Working data Block Start

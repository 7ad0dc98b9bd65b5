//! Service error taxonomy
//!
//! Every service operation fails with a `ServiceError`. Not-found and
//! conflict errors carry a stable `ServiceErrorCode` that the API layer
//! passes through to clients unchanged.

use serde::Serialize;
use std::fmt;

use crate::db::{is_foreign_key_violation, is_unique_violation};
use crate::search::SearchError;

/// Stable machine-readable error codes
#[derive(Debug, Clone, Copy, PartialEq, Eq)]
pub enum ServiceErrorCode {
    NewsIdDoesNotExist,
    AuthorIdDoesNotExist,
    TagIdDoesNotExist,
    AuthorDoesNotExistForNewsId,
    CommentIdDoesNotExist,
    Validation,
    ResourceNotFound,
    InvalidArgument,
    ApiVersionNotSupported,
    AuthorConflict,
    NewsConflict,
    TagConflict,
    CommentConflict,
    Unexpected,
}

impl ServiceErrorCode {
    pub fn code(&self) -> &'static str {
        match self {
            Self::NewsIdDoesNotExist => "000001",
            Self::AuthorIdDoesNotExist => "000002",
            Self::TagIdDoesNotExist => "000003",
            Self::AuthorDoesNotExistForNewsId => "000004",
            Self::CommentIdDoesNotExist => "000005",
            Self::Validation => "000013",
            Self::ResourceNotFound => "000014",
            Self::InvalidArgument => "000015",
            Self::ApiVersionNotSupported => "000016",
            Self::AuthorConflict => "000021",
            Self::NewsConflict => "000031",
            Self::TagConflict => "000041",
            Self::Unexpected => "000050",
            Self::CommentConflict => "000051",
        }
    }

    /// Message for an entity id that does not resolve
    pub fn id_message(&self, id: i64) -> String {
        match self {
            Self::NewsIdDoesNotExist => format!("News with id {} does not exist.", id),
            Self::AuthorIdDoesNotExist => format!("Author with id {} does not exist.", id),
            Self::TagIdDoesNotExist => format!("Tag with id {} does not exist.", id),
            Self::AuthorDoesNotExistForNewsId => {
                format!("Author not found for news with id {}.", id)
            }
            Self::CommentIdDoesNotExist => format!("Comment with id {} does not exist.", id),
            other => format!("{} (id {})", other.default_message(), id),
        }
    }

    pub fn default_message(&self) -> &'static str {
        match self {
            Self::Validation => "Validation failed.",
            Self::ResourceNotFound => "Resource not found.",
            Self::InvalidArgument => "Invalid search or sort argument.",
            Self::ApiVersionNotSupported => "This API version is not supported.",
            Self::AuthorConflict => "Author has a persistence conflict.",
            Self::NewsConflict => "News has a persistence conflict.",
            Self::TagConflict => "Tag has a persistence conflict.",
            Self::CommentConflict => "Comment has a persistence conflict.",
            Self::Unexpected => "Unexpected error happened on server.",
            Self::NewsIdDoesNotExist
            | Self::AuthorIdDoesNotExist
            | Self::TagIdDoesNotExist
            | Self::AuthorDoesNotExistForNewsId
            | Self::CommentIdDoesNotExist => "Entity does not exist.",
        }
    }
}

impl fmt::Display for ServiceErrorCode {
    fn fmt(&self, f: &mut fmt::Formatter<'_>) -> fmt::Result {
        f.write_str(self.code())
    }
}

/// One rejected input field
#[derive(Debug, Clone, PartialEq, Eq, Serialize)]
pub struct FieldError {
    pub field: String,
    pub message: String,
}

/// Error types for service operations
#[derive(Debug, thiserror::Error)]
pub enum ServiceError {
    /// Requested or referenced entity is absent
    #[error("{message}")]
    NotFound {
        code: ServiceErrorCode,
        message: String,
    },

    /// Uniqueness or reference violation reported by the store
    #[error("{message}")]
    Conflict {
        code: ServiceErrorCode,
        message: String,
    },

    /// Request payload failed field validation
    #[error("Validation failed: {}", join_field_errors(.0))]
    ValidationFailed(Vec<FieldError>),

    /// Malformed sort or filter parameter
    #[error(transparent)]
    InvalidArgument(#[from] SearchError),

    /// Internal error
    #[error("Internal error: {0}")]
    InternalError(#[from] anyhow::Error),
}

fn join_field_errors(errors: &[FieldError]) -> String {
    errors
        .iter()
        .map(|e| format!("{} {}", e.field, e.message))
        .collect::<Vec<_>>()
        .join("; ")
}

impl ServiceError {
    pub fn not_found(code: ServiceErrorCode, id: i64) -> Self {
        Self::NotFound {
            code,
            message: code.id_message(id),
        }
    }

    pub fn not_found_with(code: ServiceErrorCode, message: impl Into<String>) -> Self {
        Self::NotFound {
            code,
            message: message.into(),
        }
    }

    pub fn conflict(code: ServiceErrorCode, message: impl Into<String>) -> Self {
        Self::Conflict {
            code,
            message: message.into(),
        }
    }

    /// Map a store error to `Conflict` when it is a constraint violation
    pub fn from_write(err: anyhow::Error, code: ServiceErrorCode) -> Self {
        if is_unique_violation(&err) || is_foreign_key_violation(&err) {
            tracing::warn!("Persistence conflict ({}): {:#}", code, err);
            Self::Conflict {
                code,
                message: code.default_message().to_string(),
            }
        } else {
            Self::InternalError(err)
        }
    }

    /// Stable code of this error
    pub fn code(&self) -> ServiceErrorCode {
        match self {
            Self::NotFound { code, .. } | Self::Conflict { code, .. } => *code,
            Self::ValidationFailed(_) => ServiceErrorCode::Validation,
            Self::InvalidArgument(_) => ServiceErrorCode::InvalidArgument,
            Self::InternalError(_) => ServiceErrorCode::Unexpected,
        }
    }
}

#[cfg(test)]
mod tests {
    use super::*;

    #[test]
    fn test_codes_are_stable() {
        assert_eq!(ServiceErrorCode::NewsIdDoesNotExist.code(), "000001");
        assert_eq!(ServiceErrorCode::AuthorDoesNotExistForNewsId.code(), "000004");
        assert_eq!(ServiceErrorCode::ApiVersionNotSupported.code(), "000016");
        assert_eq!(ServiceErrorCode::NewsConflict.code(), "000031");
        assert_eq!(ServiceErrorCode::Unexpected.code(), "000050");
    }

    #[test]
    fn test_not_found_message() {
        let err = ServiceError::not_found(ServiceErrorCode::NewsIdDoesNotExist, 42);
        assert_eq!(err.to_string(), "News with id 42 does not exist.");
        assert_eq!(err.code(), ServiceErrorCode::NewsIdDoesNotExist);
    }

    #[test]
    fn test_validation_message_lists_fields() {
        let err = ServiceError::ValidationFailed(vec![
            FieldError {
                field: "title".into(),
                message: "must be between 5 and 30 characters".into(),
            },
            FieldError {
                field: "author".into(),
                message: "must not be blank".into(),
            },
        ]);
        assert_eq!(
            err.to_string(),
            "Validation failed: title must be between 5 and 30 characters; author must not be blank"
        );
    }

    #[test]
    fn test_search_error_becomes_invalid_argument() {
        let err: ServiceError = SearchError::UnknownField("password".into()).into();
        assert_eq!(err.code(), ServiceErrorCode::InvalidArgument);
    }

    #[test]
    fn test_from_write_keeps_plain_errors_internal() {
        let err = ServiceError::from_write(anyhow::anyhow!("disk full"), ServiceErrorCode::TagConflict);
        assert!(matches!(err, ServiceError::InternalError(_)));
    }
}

Working data Block End

What this task involves –
Search the data for the string "TagIdDoesNotExist" and copy each line where it appears.

Solution to this problem –
    TagIdDoesNotExist,
            Self::TagIdDoesNotExist => "000003",
            Self::TagIdDoesNotExist => format!("Tag with id {} does not exist.", id),
            | Self::TagIdDoesNotExist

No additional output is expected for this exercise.